Emilio Lopez Menchero, Le Rail, Bruxelles, Jonction Nord Midi, performance ce 12 avril

Il y a trois ans, Emilio Lopez Menchero introduisait dans la foire Art Brussels un tube de canalisation en PVC noir, long de 12 mètres porté par une douzaine d’hommes. Comme l’on glisse le fil dans le chas d’une aiguille, ces porteurs  déambulèrent dans la foire suivant un itinéraire programmé, tentant de se frayer un chemin parmi les amateurs d’art, de négocier d’improbables virages, de déjouer les pièges posés par les escalators, les comptoirs d’accueil ou les bars à champagne. « Exposé là où il est vu », pour reprendre la célèbre assertion d’André Cadéré déambulant avec ses célèbres barres de bois rond sur l’épaule, « The pipe » et ses porteurs prirent ainsi la mesure de toute chose, y compris celle d’un espace social compact. Hommage à la réalité du travail, sculpture horizontale au caractère énigmatique, ce tube s’est ainsi vu conférer une monumentale capacité d’expression.

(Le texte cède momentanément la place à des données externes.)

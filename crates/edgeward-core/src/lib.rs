//! edgeward-core: shared vocabulary for the Edgeward router.
//!
//! Route and endpoint objects as delivered by the control plane, the
//! canonical `(host, path)` route key with its matching rules, and the
//! `edgeward.toml` configuration file.

pub mod config;
pub mod error;
pub mod key;
pub mod types;

pub use config::EdgewardConfig;
pub use error::ConfigError;
pub use key::{Precedence, RouteKey};
pub use types::*;
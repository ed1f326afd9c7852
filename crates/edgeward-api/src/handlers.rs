//! API handlers.
//!
//! Every handler reads a fresh snapshot or status copy; none of them
//! touches the table beyond a read lock.

use axum::Json;
use axum::extract::{Path, Query, State};
use axum::http::{HeaderMap, StatusCode, header};
use axum::response::IntoResponse;
use base64::{Engine as _, engine::general_purpose::STANDARD as BASE64};
use serde::{Deserialize, Serialize};
use tracing::debug;

use edgeward_core::{InsecurePolicy, RouteId};
use edgeward_metrics::StatusSnapshot;
use edgeward_table::{ActiveRoute, Resolution, RouteRejection, TlsMode, UnavailableReason};

use crate::ApiState;

/// Response wrapper for consistent API format.
#[derive(Serialize)]
struct ApiResponse<T: Serialize> {
    success: bool,
    #[serde(skip_serializing_if = "Option::is_none")]
    data: Option<T>,
    #[serde(skip_serializing_if = "Option::is_none")]
    error: Option<String>,
}

impl<T: Serialize> ApiResponse<T> {
    fn ok(data: T) -> Json<Self> {
        Json(Self {
            success: true,
            data: Some(data),
            error: None,
        })
    }
}

fn error_response(msg: &str, status: StatusCode) -> impl IntoResponse {
    (
        status,
        Json(ApiResponse::<()> {
            success: false,
            data: None,
            error: Some(msg.to_string()),
        }),
    )
}

const NO_CACHE: [(header::HeaderName, &str); 2] = [
    (header::PRAGMA, "no-cache"),
    (header::CACHE_CONTROL, "private, max-age=0, no-cache, no-store"),
];

// ── Views ──────────────────────────────────────────────────────

#[derive(Debug, Serialize)]
pub struct BackendView {
    pub service: String,
    pub weight: u32,
    pub endpoints: Vec<String>,
}

#[derive(Debug, Serialize)]
pub struct RouteView {
    pub id: RouteId,
    pub host: String,
    pub path: String,
    pub wildcard: bool,
    pub termination: TlsMode,
    pub insecure_policy: InsecurePolicy,
    pub serviceable: bool,
    pub backends: Vec<BackendView>,
}

impl From<&ActiveRoute> for RouteView {
    fn from(active: &ActiveRoute) -> Self {
        let port = active.route.port.as_ref();
        Self {
            id: active.id(),
            host: active.key.host.clone(),
            path: active.key.path.clone(),
            wildcard: active.key.is_wildcard(),
            termination: active.tls.mode,
            insecure_policy: active.tls.insecure_policy,
            serviceable: active.is_serviceable(),
            backends: active
                .backends
                .iter()
                .map(|backend| BackendView {
                    service: backend.service.to_string(),
                    weight: backend.weight,
                    endpoints: backend.selected(port).map(|e| e.socket_address()).collect(),
                })
                .collect(),
        }
    }
}

#[derive(Debug, Serialize)]
pub struct StatusView {
    #[serde(flatten)]
    pub status: StatusSnapshot,
    pub synced: bool,
    pub generation: u64,
    pub routes: usize,
    pub active_routes: usize,
    pub rejected_routes: usize,
    pub rejections: Vec<RejectionView>,
}

#[derive(Debug, Serialize)]
pub struct RejectionView {
    pub id: RouteId,
    pub message: String,
    pub reason: RouteRejection,
}

// ── Health ─────────────────────────────────────────────────────

/// GET /healthz
pub async fn healthz(State(state): State<ApiState>) -> impl IntoResponse {
    if state.router.status.is_ready() {
        (StatusCode::OK, "ok")
    } else {
        (StatusCode::SERVICE_UNAVAILABLE, "no config committed yet")
    }
}

// ── Status ─────────────────────────────────────────────────────

/// GET /api/v1/status
pub async fn get_status(State(state): State<ApiState>) -> impl IntoResponse {
    let status = state.router.status.snapshot();
    let table = &state.router.table;
    let rejections = table
        .rejections()
        .into_iter()
        .map(|(id, reason)| RejectionView {
            id,
            message: reason.to_string(),
            reason,
        })
        .collect();
    ApiResponse::ok(StatusView {
        synced: status.synced(),
        status,
        generation: table.generation(),
        routes: table.len(),
        active_routes: table.active_len(),
        rejected_routes: table.rejected_len(),
        rejections,
    })
}

// ── Routes ─────────────────────────────────────────────────────

/// GET /api/v1/routes
pub async fn list_routes(State(state): State<ApiState>) -> impl IntoResponse {
    let snapshot = state.router.snapshot();
    let routes: Vec<RouteView> = snapshot.routes().map(RouteView::from).collect();
    ApiResponse::ok(routes)
}

/// GET /api/v1/routes/{namespace}/{name}
pub async fn get_route_status(
    State(state): State<ApiState>,
    Path((namespace, name)): Path<(String, String)>,
) -> impl IntoResponse {
    let id = RouteId::new(namespace, name);
    match state.router.table.route_status(&id) {
        Some(status) => ApiResponse::ok(status).into_response(),
        None => error_response("route not found", StatusCode::NOT_FOUND).into_response(),
    }
}

#[derive(Debug, Deserialize)]
pub struct ResolveQuery {
    pub host: String,
    #[serde(default)]
    pub path: String,
}

#[derive(Debug, Serialize)]
struct Unavailable {
    #[serde(flatten)]
    reason: UnavailableReason,
}

/// GET /api/v1/resolve?host=&path=
///
/// Unroutable requests get the same uncacheable 503 the proxy serves.
pub async fn resolve(
    State(state): State<ApiState>,
    Query(query): Query<ResolveQuery>,
) -> impl IntoResponse {
    let path = if query.path.is_empty() { "/" } else { query.path.as_str() };
    let snapshot = state.router.snapshot();
    match snapshot.resolve(&query.host, path) {
        Resolution::Serve(active) => ApiResponse::ok(RouteView::from(active)).into_response(),
        Resolution::Unavailable(reason) => {
            debug!(host = %query.host, path, ?reason, "request unavailable");
            (
                StatusCode::SERVICE_UNAVAILABLE,
                NO_CACHE,
                Json(ApiResponse {
                    success: false,
                    data: Some(Unavailable { reason }),
                    error: Some("service unavailable".to_string()),
                }),
            )
                .into_response()
        }
    }
}

// ── Prometheus ─────────────────────────────────────────────────

fn authorized(state: &ApiState, headers: &HeaderMap) -> bool {
    let Some((user, password)) = &state.credentials else {
        return true;
    };
    headers
        .get(header::AUTHORIZATION)
        .and_then(|value| value.to_str().ok())
        .and_then(|value| value.strip_prefix("Basic "))
        .and_then(|encoded| BASE64.decode(encoded.trim()).ok())
        .and_then(|decoded| String::from_utf8(decoded).ok())
        .and_then(|decoded| {
            decoded
                .split_once(':')
                .map(|(u, p)| u == user && p == password)
        })
        .unwrap_or(false)
}

/// GET /metrics
pub async fn prometheus_metrics(State(state): State<ApiState>, headers: HeaderMap) -> impl IntoResponse {
    if !authorized(&state, &headers) {
        return (
            StatusCode::UNAUTHORIZED,
            [(header::WWW_AUTHENTICATE, "Basic realm=\"edgeward\"")],
            "unauthorized",
        )
            .into_response();
    }

    let body = edgeward_metrics::render_prometheus(
        &state.router.metrics.snapshot(),
        &state.router.status.snapshot(),
    );
    (
        StatusCode::OK,
        [(header::CONTENT_TYPE, "text/plain; version=0.0.4; charset=utf-8")],
        body,
    )
        .into_response()
}
//! edgewardd: the Edgeward router daemon.
//!
//! Single binary that assembles the router:
//! - Event input (JSON lines from a file or stdin)
//! - Reconciler (routing table + endpoint tracker)
//! - Reload coalescer + file renderer
//! - Operational API (health, metrics, status)
//!
//! # Usage
//!
//! ```text
//! edgewardd run --config /etc/edgeward/edgeward.toml --events -
//! edgewardd config --config /etc/edgeward/edgeward.toml
//! ```

mod daemon;

use std::net::SocketAddr;
use std::path::PathBuf;

use clap::{Parser, Subcommand, ValueEnum};
use tracing_subscriber::EnvFilter;

use crate::daemon::Overrides;

#[derive(Parser)]
#[command(name = "edgewardd", about = "Edgeward router daemon")]
struct Cli {
    /// Log output format.
    #[arg(long, global = true, value_enum, default_value = "text")]
    log_format: LogFormat,

    #[command(subcommand)]
    command: Command,
}

#[derive(Clone, Copy, ValueEnum)]
enum LogFormat {
    Text,
    Json,
}

#[derive(Subcommand)]
enum Command {
    /// Run the control loop and the operational API.
    Run {
        /// TOML configuration file. Defaults apply when omitted.
        #[arg(long)]
        config: Option<PathBuf>,

        /// Event input: a JSON-lines file, or "-" for stdin.
        #[arg(long, default_value = "-")]
        events: String,

        /// Address of the operational API.
        #[arg(long)]
        listen: Option<SocketAddr>,

        /// Directory the proxy configuration is written to.
        #[arg(long)]
        output_dir: Option<PathBuf>,

        /// Minimum time between reloads, e.g. "5s" or "500ms".
        #[arg(long)]
        reload_interval: Option<String>,
    },

    /// Print the effective configuration as TOML.
    Config {
        #[arg(long)]
        config: Option<PathBuf>,
    },
}

#[tokio::main]
async fn main() -> anyhow::Result<()> {
    let cli = Cli::parse();
    init_tracing(cli.log_format);

    match cli.command {
        Command::Run {
            config,
            events,
            listen,
            output_dir,
            reload_interval,
        } => {
            let mut config = daemon::load_config(config.as_deref())?;
            Overrides {
                listen,
                output_dir,
                reload_interval,
            }
            .apply(&mut config)?;
            daemon::run_router(config, &events).await
        }
        Command::Config { config } => {
            let config = daemon::load_config(config.as_deref())?;
            print!("{}", config.to_toml_string()?);
            Ok(())
        }
    }
}

fn init_tracing(format: LogFormat) {
    let filter =
        EnvFilter::try_from_default_env().unwrap_or_else(|_| EnvFilter::new("info,edgeward=debug"));
    match format {
        LogFormat::Text => tracing_subscriber::fmt().with_env_filter(filter).init(),
        LogFormat::Json => tracing_subscriber::fmt().json().with_env_filter(filter).init(),
    }
}
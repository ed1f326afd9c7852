use edgeward_core::Termination;
use serde::Serialize;
use thiserror::Error;

/// Why a route was excluded from the active table.
///
/// Rejections are per-object and never stop event processing.
#[derive(Debug, Clone, PartialEq, Eq, Error, Serialize)]
#[serde(tag = "reason", rename_all = "snake_case")]
pub enum RouteRejection {
    #[error("invalid host {host:?}: {detail}")]
    InvalidHost { host: String, detail: String },

    #[error("invalid path {path:?}: {detail}")]
    InvalidPath { path: String, detail: String },

    #[error("invalid {field} {value:?}: {detail}")]
    InvalidName {
        field: &'static str,
        value: String,
        detail: String,
    },

    #[error("route does not reference a target service")]
    MissingService,

    #[error("backend weight {weight} exceeds the maximum of 256")]
    InvalidWeight { weight: u32 },

    #[error("{termination} termination requires a certificate and key")]
    MissingCertificate { termination: Termination },

    #[error("invalid {field}: {detail}")]
    InvalidCertificate { field: &'static str, detail: String },

    #[error("private key does not match the certificate")]
    KeyMismatch,

    #[error("reencrypt termination requires a destination CA certificate")]
    MissingDestinationCa,

    #[error("passthrough termination cannot route on path {path:?}")]
    PassthroughWithPath { path: String },

    #[error("passthrough termination cannot allow insecure traffic")]
    PassthroughInsecureAllow,

    #[error("host {host:?} is owned by namespace {owner:?}")]
    HostClaimed { host: String, owner: String },
}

Cette année, sur le même principe, Emilio Lopez Mechero travaille aux dimensions de la ville : il met en scène la déambulation d’un rail de chemin de fer tout au long du tracé de la Jonction Nord – Midi. C’est tout aussi incommode, inconfortable et envahissant.

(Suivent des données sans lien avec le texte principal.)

//! edgeward-api: operational HTTP surface of the router.
//!
//! # API Routes
//!
//! | Method | Path | Description |
//! |---|---|---|
//! | GET | `/healthz` | 200 once a config has been committed |
//! | GET | `/metrics` | Prometheus exposition, basic auth when configured |
//! | GET | `/api/v1/status` | Readiness, sync state, last commit |
//! | GET | `/api/v1/routes` | Active routes with their backends |
//! | GET | `/api/v1/routes/{namespace}/{name}` | Status of one stored route |
//! | GET | `/api/v1/resolve?host=&path=` | Route serving a request, or 503 |

pub mod handlers;

use axum::Router;
use axum::routing::get;
use edgeward_reconcile::RouterState;

/// Shared state for API handlers.
#[derive(Clone)]
pub struct ApiState {
    pub router: RouterState,
    /// `(user, password)` guarding `/metrics`.
    pub credentials: Option<(String, String)>,
}

impl ApiState {
    pub fn new(router: RouterState) -> Self {
        Self {
            router,
            credentials: None,
        }
    }

    pub fn with_credentials(mut self, credentials: Option<(&str, &str)>) -> Self {
        self.credentials = credentials.map(|(user, password)| (user.to_string(), password.to_string()));
        self
    }
}

/// Build the complete API router.
pub fn build_router(state: ApiState) -> Router {
    let api_routes = Router::new()
        .route("/status", get(handlers::get_status))
        .route("/routes", get(handlers::list_routes))
        .route("/routes/{namespace}/{name}", get(handlers::get_route_status))
        .route("/resolve", get(handlers::resolve))
        .with_state(state.clone());

    Router::new()
        .nest("/api/v1", api_routes)
        .route("/healthz", get(handlers::healthz).with_state(state.clone()))
        .route("/metrics", get(handlers::prometheus_metrics).with_state(state))
}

Emilio Lopez Menchero répond à une invitation de Recyclart et du commissaire Michel Dewilde. Huit plasticiens sont, en effet, sollicités pour déployer de nouvelles créations le long des 2,8km de la voie ferrée qui relie les gardes du Nord et du Midi. A ciel ouvert, et/ou à l’intérieur, dans les gares qui jalonnent ce tracé. Ils plongeront dans leur imaginaire pour y analyser et y canaliser l’histoire de cette faille urbaine ainsi que les forces sociales, architecturales et émotionnelles sous-jacentes. « La jonction Nord – Midi, précise les promoteurs de l’initiative, est avant tout un espace conflictuel, tant par ses origines qu’en raison de son avenir: son aménagement a contraint personnes et bâtiments à disparaître tandis que son destin est source de rêves et d’opinions antithétiques. Son implantation a imposé de nouvelles frontières, divisé et marginalisé certains quartiers, mais permet aussi des expériences et des appropriations nouvelles. En ce sens, nous présentons la jonction ferroviaire comme un vaste espace ‘liminal’, une zone de transition où seuils et intervalles guident les voyageurs, les visiteurs et les habitants vers d’autres fonctions et dimensions ».

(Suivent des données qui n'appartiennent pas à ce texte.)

//! TLS termination policy.
//!
//! Each route is in one of four modes, derived from its `tls` block on
//! every upsert. Validation runs on every transition; a route that fails
//! it is rejected and can never be the active route for its key. Any PEM
//! block a route supplies must decode, whether or not its mode uses it.

use std::path::PathBuf;

use edgeward_core::config::{MissingDestinationCa, TlsSettings};
use edgeward_core::key::normalize_path;
use edgeward_core::{InsecurePolicy, Route, Termination, TlsConfig};
use serde::Serialize;
use tracing::debug;

use crate::error::RouteRejection;
use crate::pem;

/// Termination state of a route.
#[derive(Debug, Clone, Copy, Default, PartialEq, Eq, Hash, Serialize)]
#[serde(rename_all = "snake_case")]
pub enum TlsMode {
    #[default]
    None,
    Edge,
    Reencrypt,
    Passthrough,
}

impl From<Option<Termination>> for TlsMode {
    fn from(value: Option<Termination>) -> Self {
        match value {
            None => TlsMode::None,
            Some(Termination::Edge) => TlsMode::Edge,
            Some(Termination::Reencrypt) => TlsMode::Reencrypt,
            Some(Termination::Passthrough) => TlsMode::Passthrough,
        }
    }
}

/// PEM material the proxy terminates with.
#[derive(Debug, Clone, PartialEq, Eq)]
pub struct CertificateMaterial {
    pub certificate: String,
    pub key: String,
    pub ca_certificate: Option<String>,
}

/// How a reencrypt route verifies its backend.
#[derive(Debug, Clone, PartialEq, Eq)]
pub enum DestinationVerification {
    /// Not a reencrypt route.
    NotApplicable,
    /// The route supplied its own CA.
    RouteCa(String),
    /// The router-wide CA bundle, verifying the service hostname.
    DefaultCa { path: PathBuf },
    /// No CA anywhere; the renderer decides.
    RendererDefault,
}

/// Validated TLS state of a route.
#[derive(Debug, Clone, PartialEq, Eq)]
pub struct TlsPolicy {
    pub mode: TlsMode,
    pub insecure_policy: InsecurePolicy,
    pub certificate: Option<CertificateMaterial>,
    pub destination: DestinationVerification,
}

impl TlsPolicy {
    pub fn plain() -> Self {
        Self {
            mode: TlsMode::None,
            insecure_policy: InsecurePolicy::None,
            certificate: None,
            destination: DestinationVerification::NotApplicable,
        }
    }
}

/// Derives and validates [`TlsPolicy`] values.
#[derive(Debug, Clone, Default)]
pub struct TlsResolver {
    settings: TlsSettings,
}

impl TlsResolver {
    pub fn new(settings: TlsSettings) -> Self {
        Self { settings }
    }

    /// Resolve the policy for an update of a route previously in `previous`.
    pub fn transition(
        &self,
        previous: Option<TlsMode>,
        route: &Route,
    ) -> Result<TlsPolicy, RouteRejection> {
        let policy = self.resolve(route)?;
        if let Some(previous) = previous
            && previous != policy.mode
        {
            debug!(
                route = %route.id(),
                from = ?previous,
                to = ?policy.mode,
                "tls mode changed"
            );
        }
        Ok(policy)
    }

    pub fn resolve(&self, route: &Route) -> Result<TlsPolicy, RouteRejection> {
        let Some(tls) = &route.tls else {
            return Ok(TlsPolicy::plain());
        };
        decodable_material(tls)?;

        match tls.termination {
            Termination::Edge => Ok(TlsPolicy {
                mode: TlsMode::Edge,
                insecure_policy: tls.insecure_edge_termination_policy,
                certificate: Some(required_material(tls)?),
                destination: DestinationVerification::NotApplicable,
            }),
            Termination::Reencrypt => Ok(TlsPolicy {
                mode: TlsMode::Reencrypt,
                insecure_policy: tls.insecure_edge_termination_policy,
                certificate: Some(required_material(tls)?),
                destination: self.destination(tls)?,
            }),
            Termination::Passthrough => {
                if !normalize_path(&route.path).is_empty() {
                    return Err(RouteRejection::PassthroughWithPath {
                        path: route.path.clone(),
                    });
                }
                if tls.insecure_edge_termination_policy == InsecurePolicy::Allow {
                    return Err(RouteRejection::PassthroughInsecureAllow);
                }
                if !tls.certificate.is_empty() || !tls.key.is_empty() {
                    debug!(route = %route.id(), "ignoring certificate material on passthrough route");
                }
                Ok(TlsPolicy {
                    mode: TlsMode::Passthrough,
                    insecure_policy: tls.insecure_edge_termination_policy,
                    certificate: None,
                    destination: DestinationVerification::NotApplicable,
                })
            }
        }
    }

    fn destination(&self, tls: &TlsConfig) -> Result<DestinationVerification, RouteRejection> {
        if !tls.destination_ca_certificate.trim().is_empty() {
            return Ok(DestinationVerification::RouteCa(
                tls.destination_ca_certificate.clone(),
            ));
        }
        if let Some(path) = &self.settings.default_destination_ca_path {
            return Ok(DestinationVerification::DefaultCa { path: path.clone() });
        }
        match self.settings.missing_destination_ca {
            MissingDestinationCa::Defer => Ok(DestinationVerification::RendererDefault),
            MissingDestinationCa::Reject => Err(RouteRejection::MissingDestinationCa),
        }
    }
}

fn decodable_material(tls: &TlsConfig) -> Result<(), RouteRejection> {
    if !tls.certificate.trim().is_empty() {
        pem::certificates("certificate", &tls.certificate)?;
    }
    if !tls.key.trim().is_empty() {
        pem::private_key(&tls.key)?;
    }
    if !tls.ca_certificate.trim().is_empty() {
        pem::certificates("ca_certificate", &tls.ca_certificate)?;
    }
    if !tls.destination_ca_certificate.trim().is_empty() {
        pem::certificates("destination_ca_certificate", &tls.destination_ca_certificate)?;
    }
    Ok(())
}

fn required_material(tls: &TlsConfig) -> Result<CertificateMaterial, RouteRejection> {
    if tls.certificate.trim().is_empty() || tls.key.trim().is_empty() {
        return Err(RouteRejection::MissingCertificate {
            termination: tls.termination,
        });
    }
    pem::key_pair(&tls.certificate, &tls.key)?;
    Ok(CertificateMaterial {
        certificate: tls.certificate.clone(),
        key: tls.key.clone(),
        ca_certificate: (!tls.ca_certificate.trim().is_empty()).then(|| tls.ca_certificate.clone()),
    })
}

#[cfg(test)]
mod tests {
    use super::*;
    use crate::pem::fixtures::self_signed;
    use edgeward_core::BackendRef;

    fn route_with(tls: Option<TlsConfig>, path: &str) -> Route {
        Route {
            namespace: "ns".to_string(),
            name: "secure".to_string(),
            host: "secure.example.com".to_string(),
            path: path.to_string(),
            to: BackendRef::new("svc"),
            alternate_backends: Vec::new(),
            port: None,
            tls,
            wildcard_policy: Default::default(),
            creation_timestamp: 0,
        }
    }

    fn with_material(termination: Termination) -> TlsConfig {
        let (certificate, key) = self_signed("secure.example.com");
        let mut tls = TlsConfig::new(termination);
        tls.certificate = certificate;
        tls.key = key;
        tls
    }

    fn ca() -> String {
        self_signed("ca.example.com").0
    }

    #[test]
    fn no_tls_block_is_plain() {
        let policy = TlsResolver::default().resolve(&route_with(None, "/x")).unwrap();
        assert_eq!(policy, TlsPolicy::plain());
    }

    #[test]
    fn edge_requires_certificate_and_key() {
        let resolver = TlsResolver::default();
        let err = resolver
            .resolve(&route_with(Some(TlsConfig::new(Termination::Edge)), ""))
            .unwrap_err();
        assert_eq!(
            err,
            RouteRejection::MissingCertificate {
                termination: Termination::Edge
            }
        );

        let mut tls = with_material(Termination::Edge);
        tls.insecure_edge_termination_policy = InsecurePolicy::Redirect;
        let policy = resolver.resolve(&route_with(Some(tls), "/app")).unwrap();
        assert_eq!(policy.mode, TlsMode::Edge);
        assert_eq!(policy.insecure_policy, InsecurePolicy::Redirect);
        assert!(policy.certificate.unwrap().ca_certificate.is_none());
    }

    #[test]
    fn reencrypt_uses_route_ca_first() {
        let resolver = TlsResolver::new(TlsSettings {
            missing_destination_ca: MissingDestinationCa::Reject,
            default_destination_ca_path: Some(PathBuf::from("/etc/ca.crt")),
        });
        let dest_ca = ca();
        let mut tls = with_material(Termination::Reencrypt);
        tls.destination_ca_certificate = dest_ca.clone();
        let policy = resolver.resolve(&route_with(Some(tls), "")).unwrap();
        assert_eq!(policy.destination, DestinationVerification::RouteCa(dest_ca));
    }

    #[test]
    fn reencrypt_falls_back_to_default_ca() {
        let resolver = TlsResolver::new(TlsSettings {
            missing_destination_ca: MissingDestinationCa::Reject,
            default_destination_ca_path: Some(PathBuf::from("/etc/ca.crt")),
        });
        let policy = resolver
            .resolve(&route_with(Some(with_material(Termination::Reencrypt)), ""))
            .unwrap();
        assert_eq!(
            policy.destination,
            DestinationVerification::DefaultCa {
                path: PathBuf::from("/etc/ca.crt")
            }
        );
    }

    #[test]
    fn reencrypt_without_ca_follows_policy() {
        let route = route_with(Some(with_material(Termination::Reencrypt)), "");

        let deferring = TlsResolver::default();
        assert_eq!(
            deferring.resolve(&route).unwrap().destination,
            DestinationVerification::RendererDefault
        );

        let strict = TlsResolver::new(TlsSettings {
            missing_destination_ca: MissingDestinationCa::Reject,
            default_destination_ca_path: None,
        });
        assert_eq!(
            strict.resolve(&route).unwrap_err(),
            RouteRejection::MissingDestinationCa
        );
    }

    #[test]
    fn passthrough_rejects_path() {
        let err = TlsResolver::default()
            .resolve(&route_with(Some(TlsConfig::new(Termination::Passthrough)), "/test"))
            .unwrap_err();
        assert!(matches!(err, RouteRejection::PassthroughWithPath { .. }));
    }

    #[test]
    fn passthrough_rejects_insecure_allow() {
        let mut tls = TlsConfig::new(Termination::Passthrough);
        tls.insecure_edge_termination_policy = InsecurePolicy::Allow;
        let err = TlsResolver::default()
            .resolve(&route_with(Some(tls), ""))
            .unwrap_err();
        assert_eq!(err, RouteRejection::PassthroughInsecureAllow);
    }

    #[test]
    fn passthrough_strips_material() {
        let policy = TlsResolver::default()
            .resolve(&route_with(Some(with_material(Termination::Passthrough)), ""))
            .unwrap();
        assert_eq!(policy.mode, TlsMode::Passthrough);
        assert!(policy.certificate.is_none());
    }

    #[test]
    fn transition_revalidates() {
        let resolver = TlsResolver::default();
        let edge = route_with(Some(with_material(Termination::Edge)), "/test");
        let policy = resolver.transition(None, &edge).unwrap();

        let mut passthrough = edge.clone();
        passthrough.tls = Some(TlsConfig::new(Termination::Passthrough));
        assert!(resolver.transition(Some(policy.mode), &passthrough).is_err());
    }

    #[test]
    fn pem_validation_cases() {
        let resolver = TlsResolver::default();
        let (cert, key) = self_signed("www.example.com");
        let (_, other_key) = self_signed("www.example.com");
        let good_ca = ca();

        let tls = |termination, certificate: &str, key: &str, ca: &str, dest: &str| {
            let mut tls = TlsConfig::new(termination);
            tls.certificate = certificate.to_string();
            tls.key = key.to_string();
            tls.ca_certificate = ca.to_string();
            tls.destination_ca_certificate = dest.to_string();
            tls
        };

        let cases = [
            ("reencrypt with certs", tls(Termination::Reencrypt, &cert, &key, &good_ca, &good_ca), true),
            ("reencrypt with bad config", tls(Termination::Reencrypt, "def", "ghi", "jkl", "abc"), false),
            ("reencrypt bad dest cert without certs", tls(Termination::Reencrypt, "", "", "", "abc"), false),
            ("edge with certs", tls(Termination::Edge, &cert, &key, &good_ca, ""), true),
            ("edge bad config", tls(Termination::Edge, "abc", "abc", "abc", ""), false),
            ("edge mismatched key and cert", tls(Termination::Edge, &cert, &other_key, &good_ca, ""), false),
            ("edge bad dest cert", tls(Termination::Edge, &cert, &key, "", "abc"), false),
            ("edge bad ca", tls(Termination::Edge, &cert, &key, "abc", ""), false),
            ("passthrough", tls(Termination::Passthrough, "", "", "", ""), true),
            ("passthrough bad cert", tls(Termination::Passthrough, "test", "", "", ""), false),
            ("passthrough bad key", tls(Termination::Passthrough, "", "test", "", ""), false),
            ("passthrough bad ca", tls(Termination::Passthrough, "", "", "test", ""), false),
            ("passthrough bad dest ca", tls(Termination::Passthrough, "", "", "", "test"), false),
            ("double escaped newlines", tls(Termination::Reencrypt, "d\\nef", "g\\nhi", "j\\nkl", "j\\nkl"), false),
        ];

        for (name, config, admitted) in cases {
            let result = resolver.resolve(&route_with(Some(config), ""));
            assert_eq!(result.is_ok(), admitted, "{name}: {result:?}");
        }
    }

    #[test]
    fn mismatched_key_is_reported() {
        let (cert, _) = self_signed("www.example.com");
        let (_, other_key) = self_signed("www.example.com");
        let mut tls = TlsConfig::new(Termination::Edge);
        tls.certificate = cert;
        tls.key = other_key;
        assert_eq!(
            TlsResolver::default().resolve(&route_with(Some(tls), "")).unwrap_err(),
            RouteRejection::KeyMismatch
        );
    }
}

Ce vendredi 12 avril, à l’aide de sangles, une dizaine  d’ouvriers intérimaires tireront un rail d’acier qu’un camion grue aura auparavant déposé à l’entrée de la gare du Midi. Le rail, long de 18 mètres, posé sur des roulettes, sera tracté comme l’étaient les péniches, depuis les chemins de halage sur les berges des canaux.  Cortège, action collective, procession, ce convoi exceptionnel, qui d’ailleurs à ce titre sera escorté, rejoindra, dans l’effort, et en rythme, le parvis de la Gare du Nord, où le rail sera exposé pendant tout la durée de l’exposition, tel une sculpture, un monument horizontal. L’intention première d’Emilio Lopez Menchero est de signifier et de rappeler la présence de la Jonction à l’échelle humaine, d’un point de vue historique, urbanistique et social au sein de la ville. Rituel contemporain, cette déambulation est comme une tentative de résilience par rapport à cette cicatrice urbaine que représente toujours cette jonction souterraine et ferroviaire.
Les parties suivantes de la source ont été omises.